On Jul 20, 2009, at 4:32 AM, Antoine Pitrou wrote:
Jesse Noller <jnoller@...> writes:
The reason being, is that what if I also have python 2.7 (which i do) installed, as well as python 3.1 and the release-which-will-not-be-named (3.0) - if I install that same package into one of the other versions, a new binary would be written with the same name - a script-pythonversion might also be installed, but the fact that the original script was overwritten seems broken to me.
A script is a script. What version of Python it runs with shouldn't be your (the user's) concern. Do you have two Apache binaries, one compiled with gcc 3.x and one compiled with gcc 4.x?

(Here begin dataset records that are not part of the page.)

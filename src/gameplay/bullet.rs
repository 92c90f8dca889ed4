//! Dual bullet streams: dotted lines fired from the bottom corners toward the
//! crosshair while the trigger is held. A marching phase slides the dots along
//! the line each step. The dots themselves are a pre-spawned sprite pool.

use bevy::prelude::*;

use crate::app::state::AppState;
use crate::core::components::{BulletDot, StreamSide};
use crate::core::config::GameConfig;
use crate::core::system::system_order::{SimStepSet, VisualSyncSet};
use crate::gameplay::field::{FieldDims, Z_BULLET};
use crate::interaction::control::CrosshairState;
use crate::rendering::camera::camera::screen_to_world;

/// Screen-space line `y = slope * x + intercept`.
#[derive(Debug, Clone, Copy, PartialEq)]
pub struct Line {
    pub slope: f32,
    pub intercept: f32,
}

impl Line {
    pub fn y_at(&self, x: f32) -> f32 {
        self.slope * x + self.intercept
    }
}

#[derive(Debug, Clone, Copy, Default)]
pub struct StreamTrack {
    /// Marching offset, cycles `0..march_modulus` while firing.
    pub phase: u32,
    pub line: Option<Line>,
}

#[derive(Resource, Debug, Clone, Copy, Default)]
pub struct BulletStreams {
    pub left: StreamTrack,
    pub right: StreamTrack,
    pub firing: bool,
}

/// Line from a bottom corner `(corner_x, screen_h)` to `target`. A perfectly
/// vertical shot has no finite slope and yields `None` (nothing is drawn).
pub fn stream_line(corner_x: f32, target: Vec2, screen_h: f32) -> Option<Line> {
    let dx = target.x - corner_x;
    if dx == 0.0 {
        return None;
    }
    let slope = (target.y - screen_h) / dx;
    Some(Line {
        slope,
        intercept: screen_h - slope * corner_x,
    })
}

/// Dot positions along one stream, at most `max_dots` of them. The x-step is
/// the span divided by `max_dots`, floored at one pixel so short shots still
/// march dot by dot.
pub fn dot_positions(
    side: StreamSide,
    track: &StreamTrack,
    target_x: f32,
    screen_w: f32,
    max_dots: usize,
) -> Vec<Vec2> {
    let mut dots = Vec::new();
    let Some(line) = track.line else {
        return dots;
    };
    if max_dots == 0 {
        return dots;
    }
    match side {
        StreamSide::Left => {
            let span = target_x;
            if span <= 0.0 {
                return dots;
            }
            let step = (span / max_dots as f32).max(1.0);
            let mut x = track.phase as f32;
            while x < target_x && dots.len() < max_dots {
                dots.push(Vec2::new(x, line.y_at(x)));
                x += step;
            }
        }
        StreamSide::Right => {
            let span = screen_w - target_x;
            if span <= 0.0 {
                return dots;
            }
            let step = (span / max_dots as f32).max(1.0);
            let mut x = screen_w - track.phase as f32;
            while x > target_x && dots.len() < max_dots {
                dots.push(Vec2::new(x, line.y_at(x)));
                x -= step;
            }
        }
    }
    dots
}

pub struct BulletStreamPlugin;

impl Plugin for BulletStreamPlugin {
    fn build(&self, app: &mut App) {
        app.init_resource::<BulletStreams>()
            .add_systems(
                FixedUpdate,
                step_bullet_streams
                    .in_set(SimStepSet)
                    .run_if(in_state(AppState::Running))
                    .run_if(resource_exists::<FieldDims>),
            )
            .add_systems(
                Update,
                sync_bullet_dots
                    .in_set(VisualSyncSet)
                    .run_if(in_state(AppState::Running))
                    .run_if(resource_exists::<FieldDims>),
            );
    }
}

pub fn step_bullet_streams(
    cfg: Res<GameConfig>,
    dims: Res<FieldDims>,
    crosshair: Res<CrosshairState>,
    mut streams: ResMut<BulletStreams>,
) {
    streams.firing = crosshair.firing;
    if !crosshair.firing {
        streams.left.phase = 0;
        streams.right.phase = 0;
        return;
    }
    let march = cfg.bullets.march_modulus.max(1);
    let target = crosshair.screen_pos;
    streams.left.phase = (streams.left.phase + 1) % march;
    streams.right.phase = (streams.right.phase + 1) % march;
    streams.left.line = stream_line(0.0, target, dims.size.y);
    streams.right.line = stream_line(dims.size.x, target, dims.size.y);
}

pub fn sync_bullet_dots(
    cfg: Res<GameConfig>,
    dims: Res<FieldDims>,
    streams: Res<BulletStreams>,
    crosshair: Res<CrosshairState>,
    mut q: Query<(&BulletDot, &mut Transform, &mut Visibility)>,
) {
    let max_dots = cfg.bullets.max_dots;
    let target_x = crosshair.screen_pos.x;
    let (left, right) = if streams.firing {
        (
            dot_positions(StreamSide::Left, &streams.left, target_x, dims.size.x, max_dots),
            dot_positions(StreamSide::Right, &streams.right, target_x, dims.size.x, max_dots),
        )
    } else {
        (Vec::new(), Vec::new())
    };
    for (dot, mut tf, mut vis) in q.iter_mut() {
        let list = match dot.side {
            StreamSide::Left => &left,
            StreamSide::Right => &right,
        };
        match list.get(dot.index) {
            Some(pos) => {
                *vis = Visibility::Visible;
                tf.translation = screen_to_world(*pos, dims.size).extend(Z_BULLET);
            }
            None => *vis = Visibility::Hidden,
        }
    }
}

#[cfg(test)]
mod tests {
    use super::*;

    const W: f32 = 960.0;
    const H: f32 = 540.0;

    #[test]
    fn line_joins_corner_and_target() {
        let target = Vec2::new(300.0, 120.0);
        let left = stream_line(0.0, target, H).unwrap();
        assert!((left.y_at(0.0) - H).abs() < 1e-3);
        assert!((left.y_at(target.x) - target.y).abs() < 1e-3);

        let right = stream_line(W, target, H).unwrap();
        assert!((right.y_at(W) - H).abs() < 1e-3);
        assert!((right.y_at(target.x) - target.y).abs() < 1e-3);
    }

    #[test]
    fn vertical_shot_has_no_line() {
        assert!(stream_line(0.0, Vec2::new(0.0, 100.0), H).is_none());
    }

    #[test]
    fn dot_count_is_bounded() {
        let track = StreamTrack {
            phase: 0,
            line: stream_line(0.0, Vec2::new(900.0, 50.0), H),
        };
        let dots = dot_positions(StreamSide::Left, &track, 900.0, W, 50);
        assert!(!dots.is_empty());
        assert!(dots.len() <= 50);

        // short span: one dot per pixel, still under the cap
        let near = StreamTrack {
            phase: 0,
            line: stream_line(0.0, Vec2::new(30.0, 500.0), H),
        };
        let dots = dot_positions(StreamSide::Left, &near, 30.0, W, 50);
        assert_eq!(dots.len(), 30);
    }

    #[test]
    fn phase_offsets_the_first_dot() {
        let line = stream_line(0.0, Vec2::new(600.0, 200.0), H);
        let still = StreamTrack { phase: 0, line };
        let marched = StreamTrack { phase: 3, line };
        let a = dot_positions(StreamSide::Left, &still, 600.0, W, 50);
        let b = dot_positions(StreamSide::Left, &marched, 600.0, W, 50);
        assert_eq!(a[0].x, 0.0);
        assert_eq!(b[0].x, 3.0);
    }

    #[test]
    fn right_stream_marches_inward_from_the_edge() {
        let line = stream_line(W, Vec2::new(200.0, 200.0), H);
        let track = StreamTrack { phase: 2, line };
        let dots = dot_positions(StreamSide::Right, &track, 200.0, W, 50);
        assert_eq!(dots[0].x, W - 2.0);
        assert!(dots.iter().all(|d| d.x > 200.0));
    }
}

That analogy doesn't hold because the compiler isn't selected at runtime. The interpreter *is*, and at least with setuptools the script is hard-wired to run the version of the compiler used to install it (not just 2.6 vs. 2.7 but the actual path to the interpreter is embedded in the script). So if you install one package with 2.6 and another with 2.7, you end up with mingled scripts but they (rightly) don't see the other libraries. That's inconsistent.
I think the "best" fix for this is to make the bin/ directory mirror the lib layout - each version would get it's own bin directory:
.local/ bin/ python2.6/ python3.1/
-1. The point of .local/bin is that it's (supposedly) standard, so that you have only one path to add to $PATH. Putting scripts in versioned subdirectories totally defeats its purpose.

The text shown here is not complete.